最後に、副業が増えるか増えないかということについて、法律学というのは、そういう点では基本的に中立的だということです。ただ、中立的であるというのは、個人が希望して、害もないのに不必要な事前規制はするべきではないという意味で、兼業を望むか望まないかについての中立的な制度を、いろいろな意味でつくっていかなければいけないと思っております。

【佐藤】 どうもありがとうございました。通勤災害の問題は、社会労働保険全体にも関わる問題ですね。例えば、一つの会社で 20時間、他の会社で20時間働いたら、両方で雇用保険に加入できるのか、また、30時間と30時間だと厚生年金に加入できるのかということも、本当はきちんと議論していく必要があるかと思います。

本日は、「副業はこれから拡大するか?」というテーマの下で議論してきたわけですが、実はサブテーマの「企業と働く人にとっての意味」、あるいは両者の関係というものが重要だと思います。

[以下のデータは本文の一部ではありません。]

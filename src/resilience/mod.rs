//! # Resilience Module
//!
//! Fault tolerance primitives the step executor and callers wrap around
//! downstream calls:
//!
//! - **Retry policies**: pure `(attempt, error) -> decision` strategies plus an
//!   async driver
//! - **Circuit breakers**: per-key state machines that fail fast while a
//!   dependency is down
//! - **Rate limiting**: per-identifier admission control with fixed-window,
//!   sliding-window and token-bucket algorithms
//!
//! ## Usage
//!
//! ```rust,no_run
//! use stepflow_core::resilience::{CircuitBreaker, CircuitBreakerConfig};
//! use std::time::Duration;
//!
//! # async fn example() -> Result<(), Box<dyn std::error::Error>> {
//! let config = CircuitBreakerConfig {
//!     failure_threshold: 5,
//!     cool_down: Duration::from_secs(30),
//! };
//!
//! let breaker = CircuitBreaker::new("payments".to_string(), config);
//!
//! let receipt = breaker
//!     .call(|| async { Ok::<_, std::io::Error>("charged") })
//!     .await?;
//! # Ok(())
//! # }
//! ```

pub mod circuit_breaker;
pub mod config;
pub mod manager;
pub mod metrics;
pub mod rate_limiter;
pub mod retry;

pub use circuit_breaker::{CircuitBreaker, CircuitBreakerError, CircuitState};
pub use config::CircuitBreakerConfig;
pub use manager::CircuitBreakerManager;
pub use metrics::{CircuitBreakerMetrics, SystemCircuitBreakerMetrics};
pub use rate_limiter::{
    RateLimitAlgorithm, RateLimitDecision, RateLimitOutcome, RateLimitPattern, RateLimiter,
};
pub use retry::{
    policy_from_override, retry_counting, retry_with_policy, ExponentialBackoffPolicy,
    FixedDelayPolicy, NoRetryPolicy, RetryDecision, RetryOutcome, RetryPolicy,
    TransientErrorPolicy,
};
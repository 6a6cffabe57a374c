//! Token bucket holding up to `capacity` tokens, refilled continuously at
//! `tokens` per window.

use super::{Limiter, RateLimitDecision};
use chrono::{DateTime, Utc};
use parking_lot::Mutex;
use std::time::Duration;

#[derive(Debug)]
struct BucketState {
    available: f64,
    last_refill_ms: Option<i64>,
}

#[derive(Debug)]
pub struct TokenBucketLimiter {
    capacity: u64,
    /// Tokens added per millisecond
    refill_per_ms: f64,
    state: Mutex<BucketState>,
}

impl TokenBucketLimiter {
    /// Bucket of `capacity` (the burst size) refilled at `tokens` per `window`
    pub fn new(tokens: u64, window: Duration, capacity: u64) -> Self {
        let window_ms = (window.as_millis() as f64).max(1.0);
        Self {
            capacity,
            refill_per_ms: tokens as f64 / window_ms,
            state: Mutex::new(BucketState {
                available: capacity as f64,
                last_refill_ms: None,
            }),
        }
    }

    fn refill(&self, state: &mut BucketState, now_ms: i64) {
        if let Some(last) = state.last_refill_ms {
            let elapsed = (now_ms - last).max(0) as f64;
            state.available = (state.available + elapsed * self.refill_per_ms).min(self.capacity as f64);
        }
        state.last_refill_ms = Some(now_ms);
    }

    fn millis_until(&self, tokens_needed: f64) -> i64 {
        if tokens_needed <= 0.0 {
            return 0;
        }
        if self.refill_per_ms <= 0.0 {
            return i64::MAX / 2;
        }
        (tokens_needed / self.refill_per_ms).ceil() as i64
    }
}

impl Limiter for TokenBucketLimiter {
    fn try_acquire(&self, now: DateTime<Utc>) -> RateLimitDecision {
        let now_ms = now.timestamp_millis();
        let mut state = self.state.lock();
        self.refill(&mut state, now_ms);

        if state.available >= 1.0 {
            state.available -= 1.0;
            let until_full = self.millis_until(self.capacity as f64 - state.available);
            return RateLimitDecision::allowed(
                self.capacity,
                state.available.floor() as u64,
                now + chrono::Duration::milliseconds(until_full),
            );
        }

        let retry_after_ms = self.millis_until(1.0 - state.available);
        RateLimitDecision::denied(
            self.capacity,
            now + chrono::Duration::milliseconds(retry_after_ms),
            Duration::from_millis(retry_after_ms as u64),
        )
    }

    fn limit(&self) -> u64 {
        self.capacity
    }
}

#[cfg(test)]
mod tests {
    use super::*;
    use chrono::TimeZone;

    fn at(ms: i64) -> DateTime<Utc> {
        Utc.timestamp_millis_opt(ms).unwrap()
    }

    #[test]
    fn test_burst_then_deny() {
        let bucket = TokenBucketLimiter::new(10, Duration::from_secs(1), 3);

        for expected_remaining in [2, 1, 0] {
            let decision = bucket.try_acquire(at(0));
            assert!(decision.allowed);
            assert_eq!(decision.remaining, expected_remaining);
            assert_eq!(decision.limit, 3);
        }

        let denied = bucket.try_acquire(at(0));
        assert!(!denied.allowed);
        assert_eq!(denied.retry_after, Duration::from_millis(100));
    }

    #[test]
    fn test_refills_over_time_up_to_capacity() {
        let bucket = TokenBucketLimiter::new(10, Duration::from_secs(1), 2);
        assert!(bucket.try_acquire(at(0)).allowed);
        assert!(bucket.try_acquire(at(0)).allowed);
        assert!(!bucket.try_acquire(at(50)).allowed);

        assert!(bucket.try_acquire(at(150)).allowed);

        // Long idle period refills only to capacity
        let decision = bucket.try_acquire(at(60_000));
        assert!(decision.allowed);
        assert_eq!(decision.remaining, 1);
    }
}
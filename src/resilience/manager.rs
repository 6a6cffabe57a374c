//! # Circuit Breaker Manager
//!
//! Registry of per-key circuit breakers. A breaker is created lazily on first use
//! from the key's configured override (or the default) and lives until removed.

use crate::config::CircuitBreakerSettings;
use crate::resilience::{
    CircuitBreaker, CircuitBreakerError, CircuitBreakerMetrics, CircuitState,
    SystemCircuitBreakerMetrics,
};
use crate::utils::{Clock, SystemClock};
use dashmap::DashMap;
use std::collections::HashMap;
use std::future::Future;
use std::sync::Arc;
use tracing::{info, warn};

/// Manager for circuit breakers keyed by dependency name
#[derive(Debug, Clone)]
pub struct CircuitBreakerManager {
    circuit_breakers: Arc<DashMap<String, Arc<CircuitBreaker>>>,
    settings: CircuitBreakerSettings,
    clock: Arc<dyn Clock>,
}

impl CircuitBreakerManager {
    pub fn from_config(settings: &CircuitBreakerSettings) -> Self {
        Self::with_clock(settings, Arc::new(SystemClock))
    }

    pub fn with_clock(settings: &CircuitBreakerSettings, clock: Arc<dyn Clock>) -> Self {
        info!(
            overrides = settings.component_configs.len(),
            "Initializing circuit breaker manager"
        );

        Self {
            circuit_breakers: Arc::new(DashMap::new()),
            settings: settings.clone(),
            clock,
        }
    }

    pub fn enabled(&self) -> bool {
        self.settings.enabled
    }

    /// Get or create the circuit breaker for `key`
    pub fn get_circuit_breaker(&self, key: &str) -> Arc<CircuitBreaker> {
        if let Some(breaker) = self.circuit_breakers.get(key) {
            return Arc::clone(breaker.value());
        }

        if self.circuit_breakers.len() >= self.settings.max_circuit_breakers {
            warn!(
                key = key,
                current_count = self.circuit_breakers.len(),
                max_allowed = self.settings.max_circuit_breakers,
                "🚨 Maximum circuit breaker limit reached"
            );
        }

        // The entry lock settles races between callers creating the same key
        self.circuit_breakers
            .entry(key.to_string())
            .or_insert_with(|| {
                let config = self.settings.config_for_component(key).to_resilience_config();
                info!(key = key, "Created new circuit breaker");
                Arc::new(CircuitBreaker::with_clock(
                    key.to_string(),
                    config,
                    Arc::clone(&self.clock),
                ))
            })
            .clone()
    }

    /// Route `operation` through the breaker for `key`.
    ///
    /// When breakers are disabled the operation runs unguarded.
    pub async fn call<F, T, E, Fut>(&self, key: &str, operation: F) -> Result<T, CircuitBreakerError<E>>
    where
        F: FnOnce() -> Fut,
        Fut: Future<Output = Result<T, E>>,
    {
        if !self.settings.enabled {
            return operation().await.map_err(CircuitBreakerError::OperationFailed);
        }
        self.get_circuit_breaker(key).call(operation).await
    }

    pub fn list_keys(&self) -> Vec<String> {
        self.circuit_breakers.iter().map(|entry| entry.key().clone()).collect()
    }

    pub fn get_key_metrics(&self, key: &str) -> Option<CircuitBreakerMetrics> {
        self.circuit_breakers.get(key).map(|entry| entry.metrics())
    }

    /// Get system-wide circuit breaker metrics
    pub fn get_system_metrics(&self) -> SystemCircuitBreakerMetrics {
        let mut system_metrics = SystemCircuitBreakerMetrics::new(self.clock.now());

        for entry in self.circuit_breakers.iter() {
            system_metrics.add_circuit_breaker(entry.key().clone(), entry.value().metrics());
        }

        system_metrics
    }

    /// Force open all circuit breakers (emergency stop)
    pub fn force_open_all(&self) {
        warn!("🚨 Forcing all circuit breakers open (emergency stop)");

        for entry in self.circuit_breakers.iter() {
            entry.value().force_open();
        }
    }

    /// Force close all circuit breakers (emergency recovery)
    pub fn force_close_all(&self) {
        warn!("🚨 Forcing all circuit breakers closed (emergency recovery)");

        for entry in self.circuit_breakers.iter() {
            entry.value().force_closed();
        }
    }

    /// Evict the breaker for `key`; the next call starts a fresh closed breaker
    pub fn remove_circuit_breaker(&self, key: &str) -> bool {
        if self.circuit_breakers.remove(key).is_some() {
            info!(
                key = key,
                remaining_count = self.circuit_breakers.len(),
                "🗑️ Removed circuit breaker"
            );
            true
        } else {
            false
        }
    }

    pub fn get_state_summary(&self) -> HashMap<CircuitState, usize> {
        self.get_system_metrics().count_by_state()
    }

    /// Keys whose breaker is open or half-open
    pub fn tripped_keys(&self) -> Vec<String> {
        self.get_system_metrics()
            .tripped_keys()
            .into_iter()
            .map(str::to_string)
            .collect()
    }
}
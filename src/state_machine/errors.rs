use thiserror::Error;

/// Errors raised while applying execution state transitions
#[derive(Error, Debug, Clone, PartialEq, Eq)]
pub enum StateMachineError {
    #[error("Invalid state transition from {from} on event {event}")]
    InvalidTransition { from: String, event: String },

    #[error("Execution is already terminal ({state}); no further transitions are accepted")]
    AlreadyTerminal { state: String },

    #[error("Invalid state: {0}")]
    InvalidState(String),
}

pub type StateMachineResult<T> = Result<T, StateMachineError>;
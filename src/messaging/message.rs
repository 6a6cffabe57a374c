//! # Step Messages
//!
//! Self-contained step dispatch payload. It carries the full definition and the
//! execution input so the re-entry point can resume without any other lookup
//! than the execution record.

use crate::models::WorkflowDefinition;
use chrono::{DateTime, Utc};
use serde::{Deserialize, Serialize};
use serde_json::Value;
use uuid::Uuid;

/// Message for step execution via queues
#[derive(Debug, Clone, PartialEq, Serialize, Deserialize)]
pub struct StepMessage {
    /// Provider that owns the execution
    pub provider: String,
    pub execution_id: Uuid,
    pub workflow_id: String,
    pub step_id: String,
    pub definition: WorkflowDefinition,
    /// Execution input
    pub input: Value,
    /// Delivery attempt, starting at 1
    #[serde(default = "first_attempt")]
    pub attempt: u32,
    pub enqueued_at: DateTime<Utc>,
}

fn first_attempt() -> u32 {
    1
}

impl StepMessage {
    pub fn new(
        provider: impl Into<String>,
        execution_id: Uuid,
        definition: &WorkflowDefinition,
        step_id: impl Into<String>,
        input: Value,
        enqueued_at: DateTime<Utc>,
    ) -> Self {
        Self {
            provider: provider.into(),
            execution_id,
            workflow_id: definition.id.clone(),
            step_id: step_id.into(),
            definition: definition.clone(),
            input,
            attempt: 1,
            enqueued_at,
        }
    }

    /// Convert to JSON for queue storage
    pub fn to_json(&self) -> Result<Value, serde_json::Error> {
        serde_json::to_value(self)
    }

    /// Create from JSON from queue
    pub fn from_json(json: Value) -> Result<Self, serde_json::Error> {
        serde_json::from_value(json)
    }

    /// Parse a raw webhook or queue body
    pub fn from_slice(body: &[u8]) -> Result<Self, serde_json::Error> {
        serde_json::from_slice(body)
    }

    /// Same step, next delivery
    pub fn redelivery(&self, enqueued_at: DateTime<Utc>) -> Self {
        Self {
            attempt: self.attempt.saturating_add(1),
            enqueued_at,
            ..self.clone()
        }
    }

    /// Get message age in milliseconds
    pub fn age_ms(&self, now: DateTime<Utc>) -> u64 {
        now.signed_duration_since(self.enqueued_at)
            .num_milliseconds()
            .max(0) as u64
    }
}

#[cfg(test)]
mod tests {
    use super::*;
    use crate::models::StepDefinition;
    use serde_json::json;

    fn message() -> StepMessage {
        let definition = WorkflowDefinition::new("wf1", "Order", "1.0.0")
            .with_step(StepDefinition::new("s1", "reserve"));
        StepMessage::new("primary", Uuid::new_v4(), &definition, "s1", json!({"order": 1}), Utc::now())
    }

    #[test]
    fn test_wire_format_field_names() {
        let value = message().to_json().unwrap();
        for field in [
            "provider",
            "execution_id",
            "workflow_id",
            "step_id",
            "definition",
            "input",
            "attempt",
            "enqueued_at",
        ] {
            assert!(value.get(field).is_some(), "missing {field}");
        }
    }

    #[test]
    fn test_attempt_defaults_to_first_delivery() {
        let mut value = message().to_json().unwrap();
        value.as_object_mut().unwrap().remove("attempt");

        let parsed = StepMessage::from_json(value).unwrap();
        assert_eq!(parsed.attempt, 1);
        assert_eq!(parsed.redelivery(Utc::now()).attempt, 2);
    }

    #[test]
    fn test_age_never_negative() {
        let msg = message();
        let earlier = msg.enqueued_at - chrono::Duration::seconds(5);
        assert_eq!(msg.age_ms(earlier), 0);
        assert_eq!(msg.age_ms(msg.enqueued_at + chrono::Duration::milliseconds(250)), 250);
    }
}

島田先生のお話にあったように、労働法の判例上で言えば副業は限定的に解釈するものだとされています。にもかかわらず、企業は副業の禁止規定をかなり広範囲に設け、その中で社員に仕事をしてもらっていました。しかし、働く人たちに全面的なコミットメントを求めるという企業と従業員との関係を少しずつ見直していくことが必要な状況になってきており、副業のあり方という視点からも、そのことが今、問われているのではないでしょうか。ですから、今回、法律できちんとルール化され、企業の副業禁止規定が変われば、副業という非常に小さな部分かもしれませんが、両者の関係を変えていく一つのモメントになるかもしれないと、本日の議論を聞きながら感じました。そういう意味で、副業は非常に大事なテーマですから、今後、どうなっていくのか注視していく必要があるかと思います。本日は長い間、熱心にご参加していただき有難うございました。